Exercise objective -> Everything from the line containing "use url::Url;" to the last line of the entries must be reproduced exactly, and nothing outside that range.

Dataset records ->
//! Small helpers shared by the stores and policies.

use chrono::{DateTime, SecondsFormat, Utc};
use url::Url;

/// Format a timestamp the way it is stored: RFC 3339, UTC, fixed microsecond precision.
///
/// Every stored timestamp uses this format so that text comparison in SQL
/// orders the same way as time does.
pub fn format_timestamp(ts: &DateTime<Utc>) -> String {
    ts.to_rfc3339_opts(SecondsFormat::Micros, true)
}

pub fn now_timestamp() -> String {
    format_timestamp(&Utc::now())
}

pub fn parse_timestamp(value: &str) -> Option<DateTime<Utc>> {
    DateTime::parse_from_rfc3339(value)
        .ok()
        .map(|ts| ts.with_timezone(&Utc))
}

/// Strip the site home from a permalink.
///
/// Relative permalinks are returned as-is (with a leading slash); absolute
/// permalinks that point outside the site yield `None`.
pub fn relative_url(base: &Url, permalink: &str) -> Option<String> {
    let permalink = permalink.trim();
    if permalink.is_empty() {
        return None;
    }

    if permalink.starts_with('/') {
        return Some(permalink.to_string());
    }

    let absolute = Url::parse(permalink).ok()?;
    if absolute.scheme() != base.scheme()
        || absolute.host_str() != base.host_str()
        || absolute.port_or_known_default() != base.port_or_known_default()
    {
        return None;
    }

    let home = base.path().trim_end_matches('/');
    let path = absolute.path();
    let rest = path.strip_prefix(home)?;
    if !rest.is_empty() && !rest.starts_with('/') {
        return None;
    }

    let mut relative = if rest.is_empty() { "/".to_string() } else { rest.to_string() };
    if let Some(query) = absolute.query() {
        relative.push('?');
        relative.push_str(query);
    }
    Some(relative)
}

/// Join a stored relative URL back onto the site home.
pub fn absolute_url(base: &Url, relative: &str) -> String {
    let home = base.as_str().trim_end_matches('/');
    if relative.starts_with('/') {
        format!("{}{}", home, relative)
    } else {
        format!("{}/{}", home, relative)
    }
}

Exercise solution ->
use url::Url;

/// Format a timestamp the way it is stored: RFC 3339, UTC, fixed microsecond precision.
///
/// Every stored timestamp uses this format so that text comparison in SQL
/// orders the same way as time does.
pub fn format_timestamp(ts: &DateTime<Utc>) -> String {
    ts.to_rfc3339_opts(SecondsFormat::Micros, true)
}

pub fn now_timestamp() -> String {
    format_timestamp(&Utc::now())
}

pub fn parse_timestamp(value: &str) -> Option<DateTime<Utc>> {
    DateTime::parse_from_rfc3339(value)
        .ok()
        .map(|ts| ts.with_timezone(&Utc))
}

/// Strip the site home from a permalink.
///
/// Relative permalinks are returned as-is (with a leading slash); absolute
/// permalinks that point outside the site yield `None`.
pub fn relative_url(base: &Url, permalink: &str) -> Option<String> {
    let permalink = permalink.trim();
    if permalink.is_empty() {
        return None;
    }

    if permalink.starts_with('/') {
        return Some(permalink.to_string());
    }

    let absolute = Url::parse(permalink).ok()?;
    if absolute.scheme() != base.scheme()
        || absolute.host_str() != base.host_str()
        || absolute.port_or_known_default() != base.port_or_known_default()
    {
        return None;
    }

    let home = base.path().trim_end_matches('/');
    let path = absolute.path();
    let rest = path.strip_prefix(home)?;
    if !rest.is_empty() && !rest.starts_with('/') {
        return None;
    }

    let mut relative = if rest.is_empty() { "/".to_string() } else { rest.to_string() };
    if let Some(query) = absolute.query() {
        relative.push('?');
        relative.push_str(query);
    }
    Some(relative)
}

/// Join a stored relative URL back onto the site home.
pub fn absolute_url(base: &Url, relative: &str) -> String {
    let home = base.as_str().trim_end_matches('/');
    if relative.starts_with('/') {
        format!("{}{}", home, relative)
    } else {
        format!("{}/{}", home, relative)
    }
}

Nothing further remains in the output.